→ **EXERCISE DETAILS**: When a line in the records contains the string "format", copy that line.

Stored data
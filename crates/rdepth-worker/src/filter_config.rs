//! Validated filter configuration.
//!
//! `FilterConfiguration::build` is the single place option strings are
//! parsed and checked. The result is immutable and shared across scene
//! tasks behind an `Arc`.

use std::str::FromStr;

use rdepth_media::MaskSettings;
use rdepth_models::{
    CameraId, MaskPolicy, NuscenesVersion, PassFilter, PassFilterSet, SegMaskMode,
    SensorModalities,
};
use tracing::debug;

use crate::error::ConfigError;
use crate::options::RawFilterOptions;

/// Inclusive ego speed interval in m/s.
#[derive(Debug, Clone, Copy, PartialEq)]
pub struct SpeedBound {
    pub low: f64,
    /// `f64::INFINITY` disables upper screening
    pub high: f64,
}

impl SpeedBound {
    pub fn contains(&self, speed: f64) -> bool {
        speed >= self.low && speed <= self.high
    }

    fn parse(values: &[f64]) -> Result<Self, ConfigError> {
        let (low, high) = match values {
            [low] => (*low, f64::INFINITY),
            [low, high] => (*low, *high),
            _ => {
                return Err(ConfigError::invalid_bound(
                    values,
                    format!("expected 1 or 2 values, got {}", values.len()),
                ))
            }
        };

        if low.is_nan() || high.is_nan() {
            return Err(ConfigError::invalid_bound(values, "bounds must be numbers"));
        }
        if low < 0.0 {
            return Err(ConfigError::invalid_bound(values, "lower bound must be >= 0"));
        }
        if low > high {
            return Err(ConfigError::invalid_bound(
                values,
                "lower bound exceeds upper bound",
            ));
        }
        Ok(Self { low, high })
    }
}

/// Immutable, validated filter configuration.
#[derive(Debug, Clone, PartialEq)]
pub struct FilterConfiguration {
    camera_channels: Vec<CameraId>,
    pass_filters: PassFilterSet,
    stationary_filter: bool,
    speed_bound: SpeedBound,
    use_keyframe: bool,
    mask_policy: MaskPolicy,
    regen_masks: bool,
    object_removal_probability: f64,
    subset_ratio: f64,
    nuscenes_version: NuscenesVersion,
    mask_batch_size: usize,
    min_object_area: u32,
    boxify: bool,
    seg_mask: SegMaskMode,
    modalities: SensorModalities,
}

impl FilterConfiguration {
    /// Validate raw options.
    pub fn build(raw: RawFilterOptions) -> Result<Self, ConfigError> {
        let camera_channels = parse_cameras(&raw.camera_channels)?;
        let pass_filters = parse_pass_filters(&raw.pass_filters)?;
        let speed_bound = SpeedBound::parse(&raw.speed_bound)?;

        check_ratio(
            "prob_to_mask_objects",
            raw.prob_to_mask_objects,
            |p| (0.0..=1.0).contains(&p),
            "a value in [0, 1]",
        )?;
        check_ratio(
            "subset_ratio",
            raw.subset_ratio,
            |r| r > 0.0 && r <= 1.0,
            "a value in (0, 1]",
        )?;

        let mask_policy = MaskPolicy::from_str(&raw.how_to_gen_masks).map_err(|_| {
            ConfigError::invalid_mask_config(format!(
                "how_to_gen_masks '{}' is not one of maskrcnn, bbox, black",
                raw.how_to_gen_masks
            ))
        })?;
        if mask_policy.requires_model() && raw.maskrcnn_batch_size == 0 {
            return Err(ConfigError::invalid_mask_config(
                "maskrcnn_batch_size must be at least 1",
            ));
        }

        let seg_mask = SegMaskMode::from_str(&raw.seg_mask).map_err(|_| {
            ConfigError::invalid_mask_config(format!(
                "seg_mask '{}' is not one of none, mono, color",
                raw.seg_mask
            ))
        })?;

        let nuscenes_version = NuscenesVersion::from_str(&raw.nuscenes_version)
            .map_err(|_| ConfigError::UnknownDatasetVersion(raw.nuscenes_version.clone()))?;

        let config = Self {
            camera_channels,
            pass_filters,
            stationary_filter: raw.stationary_filter,
            speed_bound,
            use_keyframe: raw.use_keyframe,
            mask_policy,
            regen_masks: raw.regen_masks,
            object_removal_probability: raw.prob_to_mask_objects,
            subset_ratio: raw.subset_ratio,
            nuscenes_version,
            mask_batch_size: raw.maskrcnn_batch_size,
            min_object_area: raw.min_object_area,
            boxify: raw.boxify,
            seg_mask,
            modalities: SensorModalities {
                radar: raw.use_radar,
                lidar: raw.use_lidar,
            },
        };

        debug!(
            cameras = ?config.camera_channels,
            pass_filters = %config.pass_filters,
            mask_policy = %config.mask_policy,
            seg_mask = %config.seg_mask,
            "Filter configuration built"
        );
        Ok(config)
    }

    pub fn camera_channels(&self) -> &[CameraId] {
        &self.camera_channels
    }

    pub fn pass_filters(&self) -> PassFilterSet {
        self.pass_filters
    }

    pub fn stationary_filter(&self) -> bool {
        self.stationary_filter
    }

    pub fn speed_bound(&self) -> SpeedBound {
        self.speed_bound
    }

    pub fn use_keyframe(&self) -> bool {
        self.use_keyframe
    }

    pub fn mask_policy(&self) -> MaskPolicy {
        self.mask_policy
    }

    pub fn regen_masks(&self) -> bool {
        self.regen_masks
    }

    pub fn object_removal_probability(&self) -> f64 {
        self.object_removal_probability
    }

    pub fn subset_ratio(&self) -> f64 {
        self.subset_ratio
    }

    pub fn nuscenes_version(&self) -> NuscenesVersion {
        self.nuscenes_version
    }

    pub fn mask_batch_size(&self) -> usize {
        self.mask_batch_size
    }

    pub fn min_object_area(&self) -> u32 {
        self.min_object_area
    }

    pub fn boxify(&self) -> bool {
        self.boxify
    }

    pub fn seg_mask(&self) -> SegMaskMode {
        self.seg_mask
    }

    pub fn modalities(&self) -> SensorModalities {
        self.modalities
    }

    /// Settings for the mask strategy of this configuration.
    pub fn mask_settings(&self, max_parallel: usize) -> MaskSettings {
        MaskSettings {
            mode: self.seg_mask,
            min_object_area: self.min_object_area,
            boxify: self.boxify,
            regen_masks: self.regen_masks,
            batch_size: self.mask_batch_size,
            max_parallel,
        }
    }
}

fn parse_cameras(names: &[String]) -> Result<Vec<CameraId>, ConfigError> {
    if names.is_empty() {
        return Err(ConfigError::NoCameraChannels);
    }

    let mut cameras = Vec::with_capacity(names.len());
    for name in names {
        let camera =
            CameraId::from_str(name).map_err(|_| ConfigError::UnknownCamera(name.clone()))?;
        if !cameras.contains(&camera) {
            cameras.push(camera);
        }
    }
    Ok(cameras)
}

fn parse_pass_filters(tags: &[String]) -> Result<PassFilterSet, ConfigError> {
    let filters = tags
        .iter()
        .map(|tag| {
            PassFilter::from_str(tag).map_err(|_| {
                ConfigError::InvalidFilterTag(format!(
                    "'{}' is not one of day, night, rain",
                    tag
                ))
            })
        })
        .collect::<Result<Vec<_>, _>>()?;

    PassFilterSet::from_filters(&filters)
        .ok_or_else(|| ConfigError::InvalidFilterTag("at least one tag is required".to_string()))
}

fn check_ratio(
    field: &'static str,
    value: f64,
    valid: impl Fn(f64) -> bool,
    expected: &'static str,
) -> Result<(), ConfigError> {
    if value.is_nan() || !valid(value) {
        return Err(ConfigError::InvalidRatio {
            field,
            value,
            expected,
        });
    }
    Ok(())
}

→ **TASK RESPONSE**:
                    format!("expected 1 or 2 values, got {}", values.len()),
            ConfigError::invalid_mask_config(format!(
            ConfigError::invalid_mask_config(format!(
                ConfigError::InvalidFilterTag(format!(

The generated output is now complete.